* **What to produce**
Every record below should be printed exactly as it appears.

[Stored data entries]

*-*-*

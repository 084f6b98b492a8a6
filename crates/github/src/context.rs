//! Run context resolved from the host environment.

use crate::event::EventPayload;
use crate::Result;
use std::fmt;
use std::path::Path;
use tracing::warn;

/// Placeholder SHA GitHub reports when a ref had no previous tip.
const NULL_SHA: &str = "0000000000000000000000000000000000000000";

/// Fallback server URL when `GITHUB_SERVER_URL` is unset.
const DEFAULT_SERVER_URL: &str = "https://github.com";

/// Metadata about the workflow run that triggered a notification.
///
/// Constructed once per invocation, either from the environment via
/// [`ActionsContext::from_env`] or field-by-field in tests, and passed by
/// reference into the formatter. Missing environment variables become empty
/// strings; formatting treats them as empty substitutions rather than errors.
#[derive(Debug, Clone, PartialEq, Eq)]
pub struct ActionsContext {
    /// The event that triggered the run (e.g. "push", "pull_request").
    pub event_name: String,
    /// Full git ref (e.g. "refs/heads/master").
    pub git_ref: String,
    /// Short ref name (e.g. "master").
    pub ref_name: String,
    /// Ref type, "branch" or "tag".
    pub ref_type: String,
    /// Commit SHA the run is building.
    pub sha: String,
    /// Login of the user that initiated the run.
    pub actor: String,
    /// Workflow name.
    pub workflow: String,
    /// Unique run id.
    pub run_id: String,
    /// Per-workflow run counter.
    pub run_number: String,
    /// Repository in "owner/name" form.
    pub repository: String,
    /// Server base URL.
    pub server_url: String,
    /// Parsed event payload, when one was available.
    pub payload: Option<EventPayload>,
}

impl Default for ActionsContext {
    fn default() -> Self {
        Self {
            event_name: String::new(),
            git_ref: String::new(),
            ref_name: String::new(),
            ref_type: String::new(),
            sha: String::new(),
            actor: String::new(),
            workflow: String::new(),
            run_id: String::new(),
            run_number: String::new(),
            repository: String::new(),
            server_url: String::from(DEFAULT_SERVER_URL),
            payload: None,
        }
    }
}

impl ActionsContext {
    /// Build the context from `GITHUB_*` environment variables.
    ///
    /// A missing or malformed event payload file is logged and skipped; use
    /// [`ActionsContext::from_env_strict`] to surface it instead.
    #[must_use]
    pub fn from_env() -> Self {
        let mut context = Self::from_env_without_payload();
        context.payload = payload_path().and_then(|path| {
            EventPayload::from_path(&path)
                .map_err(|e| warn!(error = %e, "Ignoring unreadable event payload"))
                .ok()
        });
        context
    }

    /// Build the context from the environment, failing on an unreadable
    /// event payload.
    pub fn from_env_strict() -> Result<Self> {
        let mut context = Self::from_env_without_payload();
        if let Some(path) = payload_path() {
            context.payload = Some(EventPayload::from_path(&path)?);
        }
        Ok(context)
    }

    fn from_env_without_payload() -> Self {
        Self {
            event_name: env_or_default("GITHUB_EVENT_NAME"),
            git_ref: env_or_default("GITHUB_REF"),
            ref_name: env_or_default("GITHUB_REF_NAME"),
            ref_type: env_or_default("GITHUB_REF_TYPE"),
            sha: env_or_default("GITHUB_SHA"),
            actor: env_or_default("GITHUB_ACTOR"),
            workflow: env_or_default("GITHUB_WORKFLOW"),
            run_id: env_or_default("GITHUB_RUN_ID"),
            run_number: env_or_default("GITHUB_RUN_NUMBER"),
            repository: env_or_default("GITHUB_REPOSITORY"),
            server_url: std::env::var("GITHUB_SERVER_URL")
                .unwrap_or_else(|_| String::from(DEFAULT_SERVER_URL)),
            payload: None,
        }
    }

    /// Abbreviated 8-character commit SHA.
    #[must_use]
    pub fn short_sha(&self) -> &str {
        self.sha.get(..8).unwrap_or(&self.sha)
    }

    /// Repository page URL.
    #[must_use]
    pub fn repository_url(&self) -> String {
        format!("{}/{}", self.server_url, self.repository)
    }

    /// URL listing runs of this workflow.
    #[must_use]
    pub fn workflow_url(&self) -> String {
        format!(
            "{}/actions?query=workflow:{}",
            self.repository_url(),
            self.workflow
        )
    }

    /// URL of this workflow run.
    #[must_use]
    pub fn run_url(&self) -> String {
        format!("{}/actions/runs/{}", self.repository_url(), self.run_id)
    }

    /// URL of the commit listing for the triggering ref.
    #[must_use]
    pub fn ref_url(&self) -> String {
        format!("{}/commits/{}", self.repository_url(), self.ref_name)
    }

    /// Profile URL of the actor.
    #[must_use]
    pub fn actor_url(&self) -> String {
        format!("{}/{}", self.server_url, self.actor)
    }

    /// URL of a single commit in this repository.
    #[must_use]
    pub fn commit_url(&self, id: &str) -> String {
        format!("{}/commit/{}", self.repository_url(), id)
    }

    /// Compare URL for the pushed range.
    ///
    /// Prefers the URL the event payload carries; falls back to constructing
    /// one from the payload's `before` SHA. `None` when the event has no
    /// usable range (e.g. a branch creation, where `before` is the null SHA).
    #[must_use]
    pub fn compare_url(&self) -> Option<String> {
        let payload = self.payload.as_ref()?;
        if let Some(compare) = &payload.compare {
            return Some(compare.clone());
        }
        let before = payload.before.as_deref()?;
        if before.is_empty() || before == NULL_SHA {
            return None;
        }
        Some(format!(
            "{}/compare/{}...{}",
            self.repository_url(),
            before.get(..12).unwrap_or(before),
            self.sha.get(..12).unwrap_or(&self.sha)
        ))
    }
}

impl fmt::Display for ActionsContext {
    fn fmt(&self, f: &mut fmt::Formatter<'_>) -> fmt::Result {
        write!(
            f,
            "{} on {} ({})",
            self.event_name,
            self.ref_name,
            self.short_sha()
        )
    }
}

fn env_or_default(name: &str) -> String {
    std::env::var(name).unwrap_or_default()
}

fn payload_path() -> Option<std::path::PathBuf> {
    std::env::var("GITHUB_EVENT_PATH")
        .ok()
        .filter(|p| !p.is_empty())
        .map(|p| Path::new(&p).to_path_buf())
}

*-*-*

* **Completed task**
repository 084f6b98b492a8a6
filename crates/github/src/context.rs
//! Run context resolved from the host environment.

use crate::event::EventPayload;
use crate::Result;
use std::fmt;
use std::path::Path;
use tracing::warn;

/// Placeholder SHA GitHub reports when a ref had no previous tip.
const NULL_SHA: &str = "0000000000000000000000000000000000000000";

/// Fallback server URL when `GITHUB_SERVER_URL` is unset.
const DEFAULT_SERVER_URL: &str = "https://github.com";

/// Metadata about the workflow run that triggered a notification.
///
/// Constructed once per invocation, either from the environment via
/// [`ActionsContext::from_env`] or field-by-field in tests, and passed by
/// reference into the formatter. Missing environment variables become empty
/// strings; formatting treats them as empty substitutions rather than errors.
#[derive(Debug, Clone, PartialEq, Eq)]
pub struct ActionsContext {
    /// The event that triggered the run (e.g. "push", "pull_request").
    pub event_name: String,
    /// Full git ref (e.g. "refs/heads/master").
    pub git_ref: String,
    /// Short ref name (e.g. "master").
    pub ref_name: String,
    /// Ref type, "branch" or "tag".
    pub ref_type: String,
    /// Commit SHA the run is building.
    pub sha: String,
    /// Login of the user that initiated the run.
    pub actor: String,
    /// Workflow name.
    pub workflow: String,
    /// Unique run id.
    pub run_id: String,
    /// Per-workflow run counter.
    pub run_number: String,
    /// Repository in "owner/name" form.
    pub repository: String,
    /// Server base URL.
    pub server_url: String,
    /// Parsed event payload, when one was available.
    pub payload: Option<EventPayload>,
}

impl Default for ActionsContext {
    fn default() -> Self {
        Self {
            event_name: String::new(),
            git_ref: String::new(),
            ref_name: String::new(),
            ref_type: String::new(),
            sha: String::new(),
            actor: String::new(),
            workflow: String::new(),
            run_id: String::new(),
            run_number: String::new(),
            repository: String::new(),
            server_url: String::from(DEFAULT_SERVER_URL),
            payload: None,
        }
    }
}

impl ActionsContext {
    /// Build the context from `GITHUB_*` environment variables.
    ///
    /// A missing or malformed event payload file is logged and skipped; use
    /// [`ActionsContext::from_env_strict`] to surface it instead.
    #[must_use]
    pub fn from_env() -> Self {
        let mut context = Self::from_env_without_payload();
        context.payload = payload_path().and_then(|path| {
            EventPayload::from_path(&path)
                .map_err(|e| warn!(error = %e, "Ignoring unreadable event payload"))
                .ok()
        });
        context
    }

    /// Build the context from the environment, failing on an unreadable
    /// event payload.
    pub fn from_env_strict() -> Result<Self> {
        let mut context = Self::from_env_without_payload();
        if let Some(path) = payload_path() {
            context.payload = Some(EventPayload::from_path(&path)?);
        }
        Ok(context)
    }

    fn from_env_without_payload() -> Self {
        Self {
            event_name: env_or_default("GITHUB_EVENT_NAME"),
            git_ref: env_or_default("GITHUB_REF"),
            ref_name: env_or_default("GITHUB_REF_NAME"),
            ref_type: env_or_default("GITHUB_REF_TYPE"),
            sha: env_or_default("GITHUB_SHA"),
            actor: env_or_default("GITHUB_ACTOR"),
            workflow: env_or_default("GITHUB_WORKFLOW"),
            run_id: env_or_default("GITHUB_RUN_ID"),
            run_number: env_or_default("GITHUB_RUN_NUMBER"),
            repository: env_or_default("GITHUB_REPOSITORY"),
            server_url: std::env::var("GITHUB_SERVER_URL")
                .unwrap_or_else(|_| String::from(DEFAULT_SERVER_URL)),
            payload: None,
        }
    }

    /// Abbreviated 8-character commit SHA.
    #[must_use]
    pub fn short_sha(&self) -> &str {
        self.sha.get(..8).unwrap_or(&self.sha)
    }

    /// Repository page URL.
    #[must_use]
    pub fn repository_url(&self) -> String {
        format!("{}/{}", self.server_url, self.repository)
    }

    /// URL listing runs of this workflow.
    #[must_use]
    pub fn workflow_url(&self) -> String {
        format!(
            "{}/actions?query=workflow:{}",
            self.repository_url(),
            self.workflow
        )
    }

    /// URL of this workflow run.
    #[must_use]
    pub fn run_url(&self) -> String {
        format!("{}/actions/runs/{}", self.repository_url(), self.run_id)
    }

    /// URL of the commit listing for the triggering ref.
    #[must_use]
    pub fn ref_url(&self) -> String {
        format!("{}/commits/{}", self.repository_url(), self.ref_name)
    }

    /// Profile URL of the actor.
    #[must_use]
    pub fn actor_url(&self) -> String {
        format!("{}/{}", self.server_url, self.actor)
    }

    /// URL of a single commit in this repository.
    #[must_use]
    pub fn commit_url(&self, id: &str) -> String {
        format!("{}/commit/{}", self.repository_url(), id)
    }

    /// Compare URL for the pushed range.
    ///
    /// Prefers the URL the event payload carries; falls back to constructing
    /// one from the payload's `before` SHA. `None` when the event has no
    /// usable range (e.g. a branch creation, where `before` is the null SHA).
    #[must_use]
    pub fn compare_url(&self) -> Option<String> {
        let payload = self.payload.as_ref()?;
        if let Some(compare) = &payload.compare {
            return Some(compare.clone());
        }
        let before = payload.before.as_deref()?;
        if before.is_empty() || before == NULL_SHA {
            return None;
        }
        Some(format!(
            "{}/compare/{}...{}",
            self.repository_url(),
            before.get(..12).unwrap_or(before),
            self.sha.get(..12).unwrap_or(&self.sha)
        ))
    }
}

impl fmt::Display for ActionsContext {
    fn fmt(&self, f: &mut fmt::Formatter<'_>) -> fmt::Result {
        write!(
            f,
            "{} on {} ({})",
            self.event_name,
            self.ref_name,
            self.short_sha()
        )
    }
}

fn env_or_default(name: &str) -> String {
    std::env::var(name).unwrap_or_default()
}

fn payload_path() -> Option<std::path::PathBuf> {
    std::env::var("GITHUB_EVENT_PATH")
        .ok()
        .filter(|p| !p.is_empty())
        .map(|p| Path::new(&p).to_path_buf())
}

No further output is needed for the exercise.